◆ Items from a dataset
>>>>
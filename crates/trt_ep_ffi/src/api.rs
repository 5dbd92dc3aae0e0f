//! C-ABI entry point for host runtimes.
//!
//! # Responsibility
//! - Export `GetProvider`, the only symbol the host looks up.
//! - Marshal raw pointers into the typed adapter API and back.
//!
//! # Invariants
//! - Exported functions never panic across the boundary.
//! - Failures return null or `-1` and set a thread-local last-error string;
//!   successful calls leave it clear.
//! - Every pointer this module hands out has a matching `release_*` entry.

use crate::abi::OrtTensorRTProviderOptionsV2;
use crate::config::{adapter_config, AdapterConfig};
use crate::owned_str::read_nullable;
use crate::provider::{process_kernel_registry, provider};
use crate::translate::{release_option_strings, ExternalOptions};
use std::cell::RefCell;
use std::ffi::{c_char, c_int, c_void, CString};
use std::ptr;
use std::sync::{Arc, PoisonError};
use trt_ep_core::{
    init_logging, ExecutionProvider, ProviderOptions, TensorrtExecutionProvider,
    TensorrtProviderFactory,
};

/// Bumped whenever a field is appended to [`TensorrtProviderApi`].
pub const PROVIDER_API_VERSION: u32 = 1;

thread_local! {
    static LAST_ERROR: RefCell<Option<CString>> = const { RefCell::new(None) };
}

/// Generic option mapping as parallel key/value arrays sorted by key.
///
/// Owned by the host once returned; release with `release_provider_options_list`.
#[repr(C)]
#[derive(Debug)]
pub struct ProviderOptionsList {
    pub keys: *mut *mut c_char,
    pub values: *mut *mut c_char,
    pub len: usize,
}

/// Opaque factory handle owned by the host.
pub struct FactoryHandle(Arc<TensorrtProviderFactory>);

/// Opaque provider handle owned by the host.
pub struct ProviderHandle(TensorrtExecutionProvider);

impl ProviderHandle {
    pub fn provider(&self) -> &TensorrtExecutionProvider {
        &self.0
    }
}

/// Function table returned by [`GetProvider`].
#[repr(C)]
pub struct TensorrtProviderApi {
    pub version: u32,
    pub create_factory_for_device: extern "C" fn(device_id: c_int) -> *mut FactoryHandle,
    pub create_factory:
        unsafe extern "C" fn(version: u32, options: *const c_void) -> *mut FactoryHandle,
    pub factory_create_provider:
        unsafe extern "C" fn(factory: *const FactoryHandle) -> *mut ProviderHandle,
    pub release_factory: unsafe extern "C" fn(factory: *mut FactoryHandle),
    pub release_provider: unsafe extern "C" fn(provider: *mut ProviderHandle),
    pub update_provider_options: unsafe extern "C" fn(
        out: *mut OrtTensorRTProviderOptionsV2,
        keys: *const *const c_char,
        values: *const *const c_char,
        len: usize,
    ) -> c_int,
    pub get_provider_options:
        unsafe extern "C" fn(version: u32, options: *const c_void) -> *mut ProviderOptionsList,
    pub release_provider_options_list: unsafe extern "C" fn(list: *mut ProviderOptionsList),
    pub release_provider_options_strings:
        unsafe extern "C" fn(options: *mut OrtTensorRTProviderOptionsV2),
    pub initialize: extern "C" fn() -> c_int,
    pub shutdown: extern "C" fn() -> c_int,
    pub last_error: extern "C" fn() -> *const c_char,
}

static PROVIDER_API: TensorrtProviderApi = TensorrtProviderApi {
    version: PROVIDER_API_VERSION,
    create_factory_for_device: trt_ep_create_factory_for_device,
    create_factory: trt_ep_create_factory,
    factory_create_provider: trt_ep_factory_create_provider,
    release_factory: trt_ep_release_factory,
    release_provider: trt_ep_release_provider,
    update_provider_options: trt_ep_update_provider_options,
    get_provider_options: trt_ep_get_provider_options,
    release_provider_options_list: trt_ep_release_provider_options_list,
    release_provider_options_strings: trt_ep_release_provider_options_strings,
    initialize: trt_ep_initialize,
    shutdown: trt_ep_shutdown,
    last_error: trt_ep_last_error,
};

/// Returns the process-wide adapter function table.
#[allow(non_snake_case)]
#[no_mangle]
pub extern "C" fn GetProvider() -> *const TensorrtProviderApi {
    &PROVIDER_API
}

fn set_last_error(msg: &str) {
    LAST_ERROR.with(|slot| {
        *slot.borrow_mut() = CString::new(msg).ok();
    });
}

fn clear_last_error() {
    LAST_ERROR.with(|slot| *slot.borrow_mut() = None);
}

extern "C" fn trt_ep_create_factory_for_device(device_id: c_int) -> *mut FactoryHandle {
    clear_last_error();
    let factory = provider().create_factory_for_device(device_id);
    Box::into_raw(Box::new(FactoryHandle(factory)))
}

/// # Safety
///
/// `options` must be null or point to a live struct of the layout named by
/// `version`, with valid nullable string pointers.
unsafe extern "C" fn trt_ep_create_factory(
    version: u32,
    options: *const c_void,
) -> *mut FactoryHandle {
    clear_last_error();
    // SAFETY: caller guarantees layout for the tagged version.
    let options = match unsafe { ExternalOptions::from_raw(version, options) } {
        Ok(options) => options,
        Err(err) => {
            set_last_error(&format!("create_factory failed: {err}"));
            return ptr::null_mut();
        }
    };
    // SAFETY: caller guarantees valid string pointers.
    let factory = unsafe { provider().create_factory(options) };
    Box::into_raw(Box::new(FactoryHandle(factory)))
}

/// # Safety
///
/// `factory` must be null or a live handle from a `create_factory*` entry.
unsafe extern "C" fn trt_ep_factory_create_provider(
    factory: *const FactoryHandle,
) -> *mut ProviderHandle {
    clear_last_error();
    // SAFETY: caller guarantees a live handle or null.
    let Some(factory) = (unsafe { factory.as_ref() }) else {
        set_last_error("factory_create_provider failed: factory handle is null");
        return ptr::null_mut();
    };
    let instance = factory.0.create_tensorrt_provider();
    Box::into_raw(Box::new(ProviderHandle(instance)))
}
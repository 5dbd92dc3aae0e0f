//! CLI smoke entry point.
//!
//! # Responsibility
//! - Verify `trt_ep_core` linkage without a host runtime.
//! - Print the default generic option mapping for tooling reference.

use trt_ep_core::{to_provider_options, TensorrtProviderInfo};

fn main() {
    let device_id = std::env::args()
        .nth(1)
        .and_then(|raw| raw.parse::<i32>().ok())
        .unwrap_or(0);
    let mapping = to_provider_options(&TensorrtProviderInfo::for_device(device_id));

    println!("trt_ep_core version={}", trt_ep_core::core_version());
    match serde_json::to_string_pretty(&mapping) {
        Ok(json) => println!("{json}"),
        Err(err) => eprintln!("failed to render provider options: {err}"),
    }
}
<<<<
Transcribe the data above in its entirety, exactly.

filename crates/trt_ep_ffi/src/api.rs
repository 5dbd92dc3aae0e0f
//! C-ABI entry point for host runtimes.
//!
//! # Responsibility
//! - Export `GetProvider`, the only symbol the host looks up.
//! - Marshal raw pointers into the typed adapter API and back.
//!
//! # Invariants
//! - Exported functions never panic across the boundary.
//! - Failures return null or `-1` and set a thread-local last-error string;
//!   successful calls leave it clear.
//! - Every pointer this module hands out has a matching `release_*` entry.

use crate::abi::OrtTensorRTProviderOptionsV2;
use crate::config::{adapter_config, AdapterConfig};
use crate::owned_str::read_nullable;
use crate::provider::{process_kernel_registry, provider};
use crate::translate::{release_option_strings, ExternalOptions};
use std::cell::RefCell;
use std::ffi::{c_char, c_int, c_void, CString};
use std::ptr;
use std::sync::{Arc, PoisonError};
use trt_ep_core::{
    init_logging, ExecutionProvider, ProviderOptions, TensorrtExecutionProvider,
    TensorrtProviderFactory,
};

/// Bumped whenever a field is appended to [`TensorrtProviderApi`].
pub const PROVIDER_API_VERSION: u32 = 1;

thread_local! {
    static LAST_ERROR: RefCell<Option<CString>> = const { RefCell::new(None) };
}

/// Generic option mapping as parallel key/value arrays sorted by key.
///
/// Owned by the host once returned; release with `release_provider_options_list`.
#[repr(C)]
#[derive(Debug)]
pub struct ProviderOptionsList {
    pub keys: *mut *mut c_char,
    pub values: *mut *mut c_char,
    pub len: usize,
}

/// Opaque factory handle owned by the host.
pub struct FactoryHandle(Arc<TensorrtProviderFactory>);

/// Opaque provider handle owned by the host.
pub struct ProviderHandle(TensorrtExecutionProvider);

impl ProviderHandle {
    pub fn provider(&self) -> &TensorrtExecutionProvider {
        &self.0
    }
}

/// Function table returned by [`GetProvider`].
#[repr(C)]
pub struct TensorrtProviderApi {
    pub version: u32,
    pub create_factory_for_device: extern "C" fn(device_id: c_int) -> *mut FactoryHandle,
    pub create_factory:
        unsafe extern "C" fn(version: u32, options: *const c_void) -> *mut FactoryHandle,
    pub factory_create_provider:
        unsafe extern "C" fn(factory: *const FactoryHandle) -> *mut ProviderHandle,
    pub release_factory: unsafe extern "C" fn(factory: *mut FactoryHandle),
    pub release_provider: unsafe extern "C" fn(provider: *mut ProviderHandle),
    pub update_provider_options: unsafe extern "C" fn(
        out: *mut OrtTensorRTProviderOptionsV2,
        keys: *const *const c_char,
        values: *const *const c_char,
        len: usize,
    ) -> c_int,
    pub get_provider_options:
        unsafe extern "C" fn(version: u32, options: *const c_void) -> *mut ProviderOptionsList,
    pub release_provider_options_list: unsafe extern "C" fn(list: *mut ProviderOptionsList),
    pub release_provider_options_strings:
        unsafe extern "C" fn(options: *mut OrtTensorRTProviderOptionsV2),
    pub initialize: extern "C" fn() -> c_int,
    pub shutdown: extern "C" fn() -> c_int,
    pub last_error: extern "C" fn() -> *const c_char,
}

static PROVIDER_API: TensorrtProviderApi = TensorrtProviderApi {
    version: PROVIDER_API_VERSION,
    create_factory_for_device: trt_ep_create_factory_for_device,
    create_factory: trt_ep_create_factory,
    factory_create_provider: trt_ep_factory_create_provider,
    release_factory: trt_ep_release_factory,
    release_provider: trt_ep_release_provider,
    update_provider_options: trt_ep_update_provider_options,
    get_provider_options: trt_ep_get_provider_options,
    release_provider_options_list: trt_ep_release_provider_options_list,
    release_provider_options_strings: trt_ep_release_provider_options_strings,
    initialize: trt_ep_initialize,
    shutdown: trt_ep_shutdown,
    last_error: trt_ep_last_error,
};

/// Returns the process-wide adapter function table.
#[allow(non_snake_case)]
#[no_mangle]
pub extern "C" fn GetProvider() -> *const TensorrtProviderApi {
    &PROVIDER_API
}

fn set_last_error(msg: &str) {
    LAST_ERROR.with(|slot| {
        *slot.borrow_mut() = CString::new(msg).ok();
    });
}

fn clear_last_error() {
    LAST_ERROR.with(|slot| *slot.borrow_mut() = None);
}

extern "C" fn trt_ep_create_factory_for_device(device_id: c_int) -> *mut FactoryHandle {
    clear_last_error();
    let factory = provider().create_factory_for_device(device_id);
    Box::into_raw(Box::new(FactoryHandle(factory)))
}

/// # Safety
///
/// `options` must be null or point to a live struct of the layout named by
/// `version`, with valid nullable string pointers.
unsafe extern "C" fn trt_ep_create_factory(
    version: u32,
    options: *const c_void,
) -> *mut FactoryHandle {
    clear_last_error();
    // SAFETY: caller guarantees layout for the tagged version.
    let options = match unsafe { ExternalOptions::from_raw(version, options) } {
        Ok(options) => options,
        Err(err) => {
            set_last_error(&format!("create_factory failed: {err}"));
            return ptr::null_mut();
        }
    };
    // SAFETY: caller guarantees valid string pointers.
    let factory = unsafe { provider().create_factory(options) };
    Box::into_raw(Box::new(FactoryHandle(factory)))
}

/// # Safety
///
/// `factory` must be null or a live handle from a `create_factory*` entry.
unsafe extern "C" fn trt_ep_factory_create_provider(
    factory: *const FactoryHandle,
) -> *mut ProviderHandle {
    clear_last_error();
    // SAFETY: caller guarantees a live handle or null.
    let Some(factory) = (unsafe { factory.as_ref() }) else {
        set_last_error("factory_create_provider failed: factory handle is null");
        return ptr::null_mut();
    };
    let instance = factory.0.create_tensorrt_provider();
    Box::into_raw(Box::new(ProviderHandle(instance)))
}
repository 5dbd92dc3aae0e0f
//! CLI smoke entry point.
//!
//! # Responsibility
//! - Verify `trt_ep_core` linkage without a host runtime.
//! - Print the default generic option mapping for tooling reference.

use trt_ep_core::{to_provider_options, TensorrtProviderInfo};

fn main() {
    let device_id = std::env::args()
        .nth(1)
        .and_then(|raw| raw.parse::<i32>().ok())
        .unwrap_or(0);
    let mapping = to_provider_options(&TensorrtProviderInfo::for_device(device_id));

    println!("trt_ep_core version={}", trt_ep_core::core_version());
    match serde_json::to_string_pretty(&mapping) {
        Ok(json) => println!("{json}"),
        Err(err) => eprintln!("failed to render provider options: {err}"),
    }
}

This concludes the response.